Go through the data underneath and copy every line exactly.

_ _ _ _ _ _ _

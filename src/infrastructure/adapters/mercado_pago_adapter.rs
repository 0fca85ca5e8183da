use crate::domain::errors::DomainResult;
use crate::domain::Order;
use crate::infrastructure::config::MercadoPagoConfig;
use crate::ports::{PaymentGatewayPort, QrCodeIssue, WebhookNotification};
use async_trait::async_trait;
use reqwest::Client;
use serde_json::{json, Value};
use std::sync::Arc;
use tracing::{debug, error, warn};

/// Mercado Pago instore QR adapter.
///
/// Issues dynamic QR orders against the seller's point of sale and maps
/// merchant-order webhook callbacks into normalized notifications.
#[derive(Clone)]
pub struct MercadoPagoAdapter {
    config: Arc<MercadoPagoConfig>,
    client: Client,
}

impl MercadoPagoAdapter {
    pub fn new(config: Arc<MercadoPagoConfig>) -> Self {
        Self {
            config,
            client: Client::new(),
        }
    }

    fn qr_order_body(&self, order: &Order, description: &str) -> DomainResult<Value> {
        let items = order
            .items
            .iter()
            .map(|item| {
                Ok(json!({
                    "title": item.name,
                    "unit_price": cents_to_units(item.unit_price.to_cents()),
                    "quantity": item.quantity.value(),
                    "unit_measure": "unit",
                    "total_amount": cents_to_units(item.total()?.to_cents()),
                }))
            })
            .collect::<DomainResult<Vec<Value>>>()?;

        Ok(json!({
            "external_reference": order.id,
            "title": description,
            "description": description,
            "notification_url": self.config.notification_url,
            "total_amount": cents_to_units(order.total.to_cents()),
            "items": items,
        }))
    }

    /// Map a fetched merchant order into a notification.
    ///
    /// Only orders the gateway reports as `closed` are final; anything else
    /// maps to the empty notification so reconciliation skips it.
    fn notification_from_merchant_order(merchant_order: &Value) -> WebhookNotification {
        if merchant_order["status"].as_str() != Some("closed") {
            return WebhookNotification::empty();
        }

        let reference = match &merchant_order["id"] {
            Value::String(s) if !s.is_empty() => s.clone(),
            Value::Number(n) => n.to_string(),
            _ => return WebhookNotification::empty(),
        };

        let raw_status = merchant_order["order_status"]
            .as_str()
            .unwrap_or_default()
            .to_string();
        let paid = raw_status == "paid";

        WebhookNotification {
            gateway_reference: reference,
            raw_status,
            paid,
        }
    }

    async fn fetch_webhook_resource(&self, raw_payload: &str) -> DomainResult<WebhookNotification> {
        let payload: Value = serde_json::from_str(raw_payload)?;

        let topic = payload["topic"].as_str().unwrap_or_default();
        let resource = payload["resource"].as_str().unwrap_or_default();
        if resource.is_empty() || !matches!(topic, "payment" | "merchant_order") {
            debug!(topic = %topic, "webhook payload carries no usable resource");
            return Ok(WebhookNotification::empty());
        }

        let response = self
            .client
            .get(resource)
            .bearer_auth(&self.config.access_token)
            .header("Accept", "application/json")
            .send()
            .await?
            .error_for_status()?;

        let merchant_order: Value = response.json().await?;
        debug!("merchant order fetched: {merchant_order}");

        Ok(Self::notification_from_merchant_order(&merchant_order))
    }
}

#[async_trait]
impl PaymentGatewayPort for MercadoPagoAdapter {
    async fn issue_qr_code(&self, order: &Order, description: &str) -> DomainResult<QrCodeIssue> {
        let url = format!(
            "{}/instore/orders/qr/seller/collectors/{}/pos/{}/qrs",
            self.config.base_url, self.config.user_id, self.config.pos_id
        );

        let body = self.qr_order_body(order, description)?;
        debug!(order_id = %order.id, "issuing qr order: {body}");

        let response = self
            .client
            .post(&url)
            .bearer_auth(&self.config.access_token)
            .header("X-Idempotency-Key", uuid::Uuid::new_v4().to_string())
            .json(&body)
            .send()
            .await?;

        if !response.status().is_success() {
            let status = response.status();
            let error_text = response.text().await.unwrap_or_default();
            error!(order_id = %order.id, "qr issuance refused: {status} - {error_text}");
            return Ok(QrCodeIssue::declined());
        }

        let resp_json: Value = response.json().await?;
        match (
            resp_json["in_store_order_id"].as_str(),
            resp_json["qr_data"].as_str(),
        ) {
            (Some(reference), Some(qr_data)) if !reference.is_empty() && !qr_data.is_empty() => {
                Ok(QrCodeIssue {
                    gateway_reference: reference.to_string(),
                    qr_code: qr_data.to_string(),
                })
            }
            _ => {
                warn!(order_id = %order.id, "gateway response carries no qr order");
                Ok(QrCodeIssue::declined())
            }
        }
    }

    async fn parse_webhook(&self, raw_payload: &str) -> WebhookNotification {
        match self.fetch_webhook_resource(raw_payload).await {
            Ok(notification) => notification,
            Err(e) => {
                // Contract with the webhook boundary: never raise. The
                // warning is what monitoring alerts on.
                warn!("webhook payload could not be resolved, mapping to no-op: {e}");
                WebhookNotification::empty()
            }
        }
    }
}

fn cents_to_units(cents: i64) -> f64 {
    cents as f64 / 100.0
}

#[cfg(test)]
mod tests {
    use super::*;
    use crate::domain::{Money, OrderItem, Quantity};

    fn adapter() -> MercadoPagoAdapter {
        MercadoPagoAdapter::new(Arc::new(MercadoPagoConfig {
            access_token: "token".to_string(),
            user_id: "123".to_string(),
            pos_id: "POS1".to_string(),
            notification_url: "https://example.com/payment/webhook".to_string(),
            base_url: "https://api.mercadopago.com".to_string(),
        }))
    }

    fn order() -> Order {
        Order {
            id: "1".to_string(),
            total: Money::from_cents(1000).unwrap(),
            items: vec![OrderItem {
                name: "Burger".to_string(),
                quantity: Quantity::new(2).unwrap(),
                unit_price: Money::from_cents(500).unwrap(),
            }],
            customer: None,
        }
    }

    #[test]
    fn qr_order_body_carries_reference_and_totals() {
        let body = adapter().qr_order_body(&order(), "Snack bar order").unwrap();

        assert_eq!(body["external_reference"], "1");
        assert_eq!(body["total_amount"], 10.0);
        assert_eq!(
            body["notification_url"],
            "https://example.com/payment/webhook"
        );
        assert_eq!(body["items"][0]["title"], "Burger");
        assert_eq!(body["items"][0]["quantity"], 2);
        assert_eq!(body["items"][0]["total_amount"], 10.0);
    }

    #[test]
    fn closed_paid_merchant_order_maps_to_paid_notification() {
        let merchant_order = json!({
            "id": 12345,
            "status": "closed",
            "order_status": "paid",
        });

        let notification =
            MercadoPagoAdapter::notification_from_merchant_order(&merchant_order);

        assert_eq!(notification.gateway_reference, "12345");
        assert_eq!(notification.raw_status, "paid");
        assert!(notification.paid);
    }

    #[test]
    fn closed_expired_merchant_order_maps_to_unpaid_notification() {
        let merchant_order = json!({
            "id": "12345",
            "status": "closed",
            "order_status": "expired",
        });

        let notification =
            MercadoPagoAdapter::notification_from_merchant_order(&merchant_order);

        assert_eq!(notification.gateway_reference, "12345");
        assert!(!notification.paid);
    }

    #[test]
    fn open_merchant_order_is_not_final() {
        let merchant_order = json!({
            "id": 12345,
            "status": "opened",
            "order_status": "payment_required",
        });

        let notification =
            MercadoPagoAdapter::notification_from_merchant_order(&merchant_order);

        assert!(notification.is_empty());
    }

    #[tokio::test]
    async fn unparseable_webhook_payload_maps_to_empty_notification() {
        let notification = adapter().parse_webhook("not even json").await;
        assert!(notification.is_empty());
    }

    #[tokio::test]
    async fn webhook_without_resource_maps_to_empty_notification() {
        let notification = adapter()
            .parse_webhook(r#"{"resource":"","topic":"payment"}"#)
            .await;
        assert!(notification.is_empty());
    }

    #[tokio::test]
    async fn webhook_with_unknown_topic_maps_to_empty_notification() {
        let notification = adapter()
            .parse_webhook(r#"{"resource":"https://x/1","topic":"test"}"#)
            .await;
        assert!(notification.is_empty());
    }
}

_ _ _ _ _ _ _

• **Finished exercise**:
filename src/infrastructure/adapters/mercado_pago_adapter.rs
repository 0fca85ca5e8183da
use crate::domain::errors::DomainResult;
use crate::domain::Order;
use crate::infrastructure::config::MercadoPagoConfig;
use crate::ports::{PaymentGatewayPort, QrCodeIssue, WebhookNotification};
use async_trait::async_trait;
use reqwest::Client;
use serde_json::{json, Value};
use std::sync::Arc;
use tracing::{debug, error, warn};

/// Mercado Pago instore QR adapter.
///
/// Issues dynamic QR orders against the seller's point of sale and maps
/// merchant-order webhook callbacks into normalized notifications.
#[derive(Clone)]
pub struct MercadoPagoAdapter {
    config: Arc<MercadoPagoConfig>,
    client: Client,
}

impl MercadoPagoAdapter {
    pub fn new(config: Arc<MercadoPagoConfig>) -> Self {
        Self {
            config,
            client: Client::new(),
        }
    }

    fn qr_order_body(&self, order: &Order, description: &str) -> DomainResult<Value> {
        let items = order
            .items
            .iter()
            .map(|item| {
                Ok(json!({
                    "title": item.name,
                    "unit_price": cents_to_units(item.unit_price.to_cents()),
                    "quantity": item.quantity.value(),
                    "unit_measure": "unit",
                    "total_amount": cents_to_units(item.total()?.to_cents()),
                }))
            })
            .collect::<DomainResult<Vec<Value>>>()?;

        Ok(json!({
            "external_reference": order.id,
            "title": description,
            "description": description,
            "notification_url": self.config.notification_url,
            "total_amount": cents_to_units(order.total.to_cents()),
            "items": items,
        }))
    }

    /// Map a fetched merchant order into a notification.
    ///
    /// Only orders the gateway reports as `closed` are final; anything else
    /// maps to the empty notification so reconciliation skips it.
    fn notification_from_merchant_order(merchant_order: &Value) -> WebhookNotification {
        if merchant_order["status"].as_str() != Some("closed") {
            return WebhookNotification::empty();
        }

        let reference = match &merchant_order["id"] {
            Value::String(s) if !s.is_empty() => s.clone(),
            Value::Number(n) => n.to_string(),
            _ => return WebhookNotification::empty(),
        };

        let raw_status = merchant_order["order_status"]
            .as_str()
            .unwrap_or_default()
            .to_string();
        let paid = raw_status == "paid";

        WebhookNotification {
            gateway_reference: reference,
            raw_status,
            paid,
        }
    }

    async fn fetch_webhook_resource(&self, raw_payload: &str) -> DomainResult<WebhookNotification> {
        let payload: Value = serde_json::from_str(raw_payload)?;

        let topic = payload["topic"].as_str().unwrap_or_default();
        let resource = payload["resource"].as_str().unwrap_or_default();
        if resource.is_empty() || !matches!(topic, "payment" | "merchant_order") {
            debug!(topic = %topic, "webhook payload carries no usable resource");
            return Ok(WebhookNotification::empty());
        }

        let response = self
            .client
            .get(resource)
            .bearer_auth(&self.config.access_token)
            .header("Accept", "application/json")
            .send()
            .await?
            .error_for_status()?;

        let merchant_order: Value = response.json().await?;
        debug!("merchant order fetched: {merchant_order}");

        Ok(Self::notification_from_merchant_order(&merchant_order))
    }
}

#[async_trait]
impl PaymentGatewayPort for MercadoPagoAdapter {
    async fn issue_qr_code(&self, order: &Order, description: &str) -> DomainResult<QrCodeIssue> {
        let url = format!(
            "{}/instore/orders/qr/seller/collectors/{}/pos/{}/qrs",
            self.config.base_url, self.config.user_id, self.config.pos_id
        );

        let body = self.qr_order_body(order, description)?;
        debug!(order_id = %order.id, "issuing qr order: {body}");

        let response = self
            .client
            .post(&url)
            .bearer_auth(&self.config.access_token)
            .header("X-Idempotency-Key", uuid::Uuid::new_v4().to_string())
            .json(&body)
            .send()
            .await?;

        if !response.status().is_success() {
            let status = response.status();
            let error_text = response.text().await.unwrap_or_default();
            error!(order_id = %order.id, "qr issuance refused: {status} - {error_text}");
            return Ok(QrCodeIssue::declined());
        }

        let resp_json: Value = response.json().await?;
        match (
            resp_json["in_store_order_id"].as_str(),
            resp_json["qr_data"].as_str(),
        ) {
            (Some(reference), Some(qr_data)) if !reference.is_empty() && !qr_data.is_empty() => {
                Ok(QrCodeIssue {
                    gateway_reference: reference.to_string(),
                    qr_code: qr_data.to_string(),
                })
            }
            _ => {
                warn!(order_id = %order.id, "gateway response carries no qr order");
                Ok(QrCodeIssue::declined())
            }
        }
    }

    async fn parse_webhook(&self, raw_payload: &str) -> WebhookNotification {
        match self.fetch_webhook_resource(raw_payload).await {
            Ok(notification) => notification,
            Err(e) => {
                // Contract with the webhook boundary: never raise. The
                // warning is what monitoring alerts on.
                warn!("webhook payload could not be resolved, mapping to no-op: {e}");
                WebhookNotification::empty()
            }
        }
    }
}

fn cents_to_units(cents: i64) -> f64 {
    cents as f64 / 100.0
}

#[cfg(test)]
mod tests {
    use super::*;
    use crate::domain::{Money, OrderItem, Quantity};

    fn adapter() -> MercadoPagoAdapter {
        MercadoPagoAdapter::new(Arc::new(MercadoPagoConfig {
            access_token: "token".to_string(),
            user_id: "123".to_string(),
            pos_id: "POS1".to_string(),
            notification_url: "https://example.com/payment/webhook".to_string(),
            base_url: "https://api.mercadopago.com".to_string(),
        }))
    }

    fn order() -> Order {
        Order {
            id: "1".to_string(),
            total: Money::from_cents(1000).unwrap(),
            items: vec![OrderItem {
                name: "Burger".to_string(),
                quantity: Quantity::new(2).unwrap(),
                unit_price: Money::from_cents(500).unwrap(),
            }],
            customer: None,
        }
    }

    #[test]
    fn qr_order_body_carries_reference_and_totals() {
        let body = adapter().qr_order_body(&order(), "Snack bar order").unwrap();

        assert_eq!(body["external_reference"], "1");
        assert_eq!(body["total_amount"], 10.0);
        assert_eq!(
            body["notification_url"],
            "https://example.com/payment/webhook"
        );
        assert_eq!(body["items"][0]["title"], "Burger");
        assert_eq!(body["items"][0]["quantity"], 2);
        assert_eq!(body["items"][0]["total_amount"], 10.0);
    }

    #[test]
    fn closed_paid_merchant_order_maps_to_paid_notification() {
        let merchant_order = json!({
            "id": 12345,
            "status": "closed",
            "order_status": "paid",
        });

        let notification =
            MercadoPagoAdapter::notification_from_merchant_order(&merchant_order);

        assert_eq!(notification.gateway_reference, "12345");
        assert_eq!(notification.raw_status, "paid");
        assert!(notification.paid);
    }

    #[test]
    fn closed_expired_merchant_order_maps_to_unpaid_notification() {
        let merchant_order = json!({
            "id": "12345",
            "status": "closed",
            "order_status": "expired",
        });

        let notification =
            MercadoPagoAdapter::notification_from_merchant_order(&merchant_order);

        assert_eq!(notification.gateway_reference, "12345");
        assert!(!notification.paid);
    }

    #[test]
    fn open_merchant_order_is_not_final() {
        let merchant_order = json!({
            "id": 12345,
            "status": "opened",
            "order_status": "payment_required",
        });

        let notification =
            MercadoPagoAdapter::notification_from_merchant_order(&merchant_order);

        assert!(notification.is_empty());
    }

    #[tokio::test]
    async fn unparseable_webhook_payload_maps_to_empty_notification() {
        let notification = adapter().parse_webhook("not even json").await;
        assert!(notification.is_empty());
    }

    #[tokio::test]
    async fn webhook_without_resource_maps_to_empty_notification() {
        let notification = adapter()
            .parse_webhook(r#"{"resource":"","topic":"payment"}"#)
            .await;
        assert!(notification.is_empty());
    }

    #[tokio::test]
    async fn webhook_with_unknown_topic_maps_to_empty_notification() {
        let notification = adapter()
            .parse_webhook(r#"{"resource":"https://x/1","topic":"test"}"#)
            .await;
        assert!(notification.is_empty());
    }
}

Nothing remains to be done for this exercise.